WORK INSTRUCTION:
Starting at the top of the entries, restate word for word each line up to and including the one with "Returns an error".

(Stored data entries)

%%

use std::path::PathBuf;

use anyhow::{Result as AnyhowResult, anyhow};
use jiff::SignedDuration;
use serde::{Deserialize, Serialize};
use tessera_core::crypto::Hasher;
use tessera_store::FileStore;

use crate::service::Result;

/// Default session token lifetime in seconds.
pub const DEFAULT_TOKEN_TTL_SECS: u64 = 3600;

/// App [`state`] configuration.
///
/// [`state`]: crate::service::ServiceState
#[derive(Debug, Clone, Serialize, Deserialize)]
#[cfg_attr(feature = "config", derive(clap::Args))]
#[must_use = "config does nothing unless you use it"]
pub struct ServiceConfig {
    /// Directory holding the record collections.
    #[cfg_attr(
        feature = "config",
        arg(short = 'd', long, env = "DATA_DIR", default_value = ".data")
    )]
    pub data_dir: PathBuf,

    /// Secret key for the keyed hash used for passwords and token keys.
    #[cfg_attr(feature = "config", arg(long, env = "HASHING_SECRET"))]
    pub hashing_secret: String,

    /// Session token lifetime in seconds.
    #[cfg_attr(
        feature = "config",
        arg(long, env = "TOKEN_TTL", default_value_t = DEFAULT_TOKEN_TTL_SECS)
    )]
    pub token_ttl_secs: u64,
}

impl ServiceConfig {
    /// Validates all configuration values and returns errors for invalid settings.
    ///
    /// # Errors
    ///
    /// Returns an error if any configuration value is invalid:
    /// - Data directory path must not be empty
    /// - Hashing secret must not be empty
    /// - Token lifetime must be at least one second
    pub fn validate(&self) -> AnyhowResult<()> {
        if self.data_dir.as_os_str().is_empty() {
            return Err(anyhow!("Data directory path cannot be empty"));
        }

        if self.hashing_secret.is_empty() {
            return Err(anyhow!("Hashing secret cannot be empty"));
        }

        if self.token_ttl_secs == 0 {
            return Err(anyhow!("Token lifetime must be at least one second"));
        }

        Ok(())
    }

    /// Returns the configured token lifetime.
    #[must_use]
    pub fn token_ttl(&self) -> SignedDuration {
        SignedDuration::from_secs(self.token_ttl_secs as i64)
    }

    /// Opens the record store, creating collection directories as needed.
    pub async fn open_store(&self) -> Result<FileStore> {
        Ok(FileStore::open(&self.data_dir).await?)
    }

    /// Creates the keyed hash from the configured secret.
    pub fn create_hasher(&self) -> Result<Hasher> {
        Ok(Hasher::new(&self.hashing_secret)?)
    }
}

#[cfg(debug_assertions)]
impl Default for ServiceConfig {
    fn default() -> Self {
        Self {
            data_dir: ".data".into(),
            hashing_secret: "thisIsASecret".to_owned(),
            token_ttl_secs: DEFAULT_TOKEN_TTL_SECS,
        }
    }
}

#[cfg(test)]
mod tests {
    use super::*;

    #[test]
    fn default_config_passes_validation() {
        let config = ServiceConfig::default();
        config.validate().expect("valid config");
        assert_eq!(config.token_ttl(), SignedDuration::from_secs(3600));
    }

    #[test]
    fn empty_secret_is_rejected() {
        let config = ServiceConfig {
            hashing_secret: String::new(),
            ..ServiceConfig::default()
        };
        assert!(config.validate().is_err());
    }

    #[test]
    fn zero_ttl_is_rejected() {
        let config = ServiceConfig {
            token_ttl_secs: 0,
            ..ServiceConfig::default()
        };
        assert!(config.validate().is_err());
    }
}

%%

EXPECTED OUTPUT:
use std::path::PathBuf;

use anyhow::{Result as AnyhowResult, anyhow};
use jiff::SignedDuration;
use serde::{Deserialize, Serialize};
use tessera_core::crypto::Hasher;
use tessera_store::FileStore;

use crate::service::Result;

/// Default session token lifetime in seconds.
pub const DEFAULT_TOKEN_TTL_SECS: u64 = 3600;

/// App [`state`] configuration.
///
/// [`state`]: crate::service::ServiceState
#[derive(Debug, Clone, Serialize, Deserialize)]
#[cfg_attr(feature = "config", derive(clap::Args))]
#[must_use = "config does nothing unless you use it"]
pub struct ServiceConfig {
    /// Directory holding the record collections.
    #[cfg_attr(
        feature = "config",
        arg(short = 'd', long, env = "DATA_DIR", default_value = ".data")
    )]
    pub data_dir: PathBuf,

    /// Secret key for the keyed hash used for passwords and token keys.
    #[cfg_attr(feature = "config", arg(long, env = "HASHING_SECRET"))]
    pub hashing_secret: String,

    /// Session token lifetime in seconds.
    #[cfg_attr(
        feature = "config",
        arg(long, env = "TOKEN_TTL", default_value_t = DEFAULT_TOKEN_TTL_SECS)
    )]
    pub token_ttl_secs: u64,
}

impl ServiceConfig {
    /// Validates all configuration values and returns errors for invalid settings.
    ///
    /// # Errors
    ///
    /// Returns an error if any configuration value is invalid:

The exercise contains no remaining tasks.